ETFs are increasingly popular with Italian and European investors, who are increasingly purchasing this instrument, created to bring finance closer to small investors and savers. According to research by BlackRock, entitled “People and Money 2025“, carried out in collaboration with YouGov on over 40,000 investors present in 15 European countries, there has been substantial growth in the European ETF market in the last three years.
“Research shows that ETFs are fast becoming the investment of choice for younger generations. Their simplicity, low cost and ease of access make them ideal for novice investors, particularly those attracted by the opportunity to increase the value of their savings”
explains Timo Toenges of BlackRock.
The exponential growth of the European market
From 2022 to date, ETF adoption in Europe has increased by 69% since 2022. According to the research, ETF investors in Europe have reached almost 33 million, of which 40% (13.2 million) invest in iShares ETFs, with growth driven by women and younger generations.
Over the next 12 months, another 21 million say they want to invest. Of these, approximately 8.7 million (41%) would be entering the world of investments for the first time
More specifically, the UK, Germany, France, Italy and Spain are expected to add a combined 6.6 million new ETF investors over the next 12 months, accounting for 77% of all expected new ETF investors in Europe.
The Italian case
In this scenario, Italy confirms itself as one of the most dynamic markets: it already has 2.4 million investors, the fourth largest country in Europe, and an increase of 50% is estimated within a year, equal to 14% of the expected European growth.
The ones pushing this trend in Italy are above all the younger ones, in particular those aged between 18 and 34 (+32% from 2022 to 2025), highlighting the growing interest in these tools among the new demographic groups. Among Italians who plan to invest in ETFs in the next 12 months, 56% will be made up of investors with their first experience with ETFs and 56% are under 44 years old.
Which ETFs
But which ERFs do you buy? Preferences in the choice of products reward equity ETFs both in Europe and in Italy. In particular, when asked about investment intentions at a regional level, 69% of Europeans intend to do so in European exposures (vs. the corresponding 64% in Italy).

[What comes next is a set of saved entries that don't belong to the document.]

use claimcheck_common::observability::LogFormat;
use claimcheck_config::ClaimCheckConfigLoader;
use serial_test::serial;
use std::{fs, path::PathBuf};
use tempfile::TempDir;

/// Helper to write a YAML file in a temp dir and return its path.
fn write_yaml(tmp: &TempDir, name: &str, yaml: &str) -> PathBuf {
    let p = tmp.path().join(name);
    fs::write(&p, yaml).expect("write yaml");
    p
}

#[test]
#[serial]
fn test_config_load() {
    let tmp = TempDir::new().unwrap();

    let file_yaml = r#"
version: "1"
backend:
  base_url: "http://factcheck.local:3000"
  check_path: "/check"
  timeout_secs: 20
logging:
  format: json
  filter: "claimcheck=debug,info"
  dir: "/tmp/claimcheck-logs"
  "#;
    let p = write_yaml(&tmp, "claimcheck.yaml", file_yaml);

    let config = ClaimCheckConfigLoader::new()
        .with_file(p)
        .load()
        .expect("load config");

    assert_eq!(config.version.as_deref(), Some("1"));
    assert_eq!(config.backend.base_url, "http://factcheck.local:3000");
    assert_eq!(config.backend.timeout_secs, 20);
    assert_eq!(config.logging.format, LogFormat::Json);
    assert_eq!(config.logging.filter, "claimcheck=debug,info");
    assert_eq!(
        config.logging.dir,
        Some(PathBuf::from("/tmp/claimcheck-logs"))
    );
}

#[test]
#[serial]
fn env_overrides_file_values() {
    let tmp = TempDir::new().unwrap();
    let p = write_yaml(
        &tmp,
        "claimcheck.yaml",
        "backend:\n  base_url: \"http://from-file:3000\"\n  timeout_secs: 20\n",
    );

    temp_env::with_vars(
        [
            ("CLAIMCHECK__BACKEND__BASE_URL", Some("http://from-env:9000")),
            ("CLAIMCHECK__BACKEND__TIMEOUT_SECS", Some("5")),
        ],
        || {
            let config = ClaimCheckConfigLoader::new()
                .with_file(&p)
                .load()
                .expect("load config");

            assert_eq!(config.backend.base_url, "http://from-env:9000");
            assert_eq!(config.backend.timeout_secs, 5);
        },
    );
}

#[test]
#[serial]
fn missing_optional_file_yields_defaults() {
    let tmp = TempDir::new().unwrap();
    let absent = tmp.path().join("nope.yaml");

    let config = ClaimCheckConfigLoader::new()
        .with_optional_file(absent)
        .load()
        .expect("defaults load");

    assert_eq!(config.backend.base_url, "http://localhost:3000");
    assert_eq!(config.backend.check_path, "/check");
    assert_eq!(config.backend.timeout_secs, 15);
}

#[test]
#[serial]
fn missing_required_file_is_an_error() {
    let tmp = TempDir::new().unwrap();
    let absent = tmp.path().join("nope.yaml");

    let result = ClaimCheckConfigLoader::new().with_file(absent).load();
    assert!(result.is_err());
}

Younger people (range 18-34 years) on the other hand continue to show a relatively greater interest in ETFs/ETPs on crypto, monetary and assets, compared to those over 35 years of age, with a percentage of 33% in Italy.
Reasons for investing in ETFs
Among Millennials (25-34 years old), having greater control over their financial future is the key motivation to start investing (38%), with 23% wanting to use what they earn from their investments towards a specific future life goal. Generation Z (18-24 years old) on the other hand is more likely to start after being encouraged by friends, family and colleagues.
Overall, the research reveals that both Generation Z and younger Millennials are more likely to be motivated by the fear of “missing out”: 28% compared to 19% of those over 35.
When those interviewed were asked what behaviors they considered fundamental to becoming competent investors and confident in investing, the responses at a European level highlighted: the ability not to be carried away by emotions in case of volatility (45%), the approach to diversification (43%), the understanding of risks (40%), the possibility of regularly investing small sums (38%) and basic training to learn how to invest (31%).
In Italy, specifically, 49% of investors consider diversification fundamental. In contrast, 41% of Italian “non-investors” highlighted the importance of understanding the risks while 31% believe that learning the basics is what would make them more confident in investing.
Let’s look at the elements that younger investors appreciate in ETFs, the research shows how 47% of young Italians aged between 18 and 34 are more likely to choose ETFs for the possibility of investing small sums on a regular basis, compared to all of the interviewees who indicate this motivation for 35%.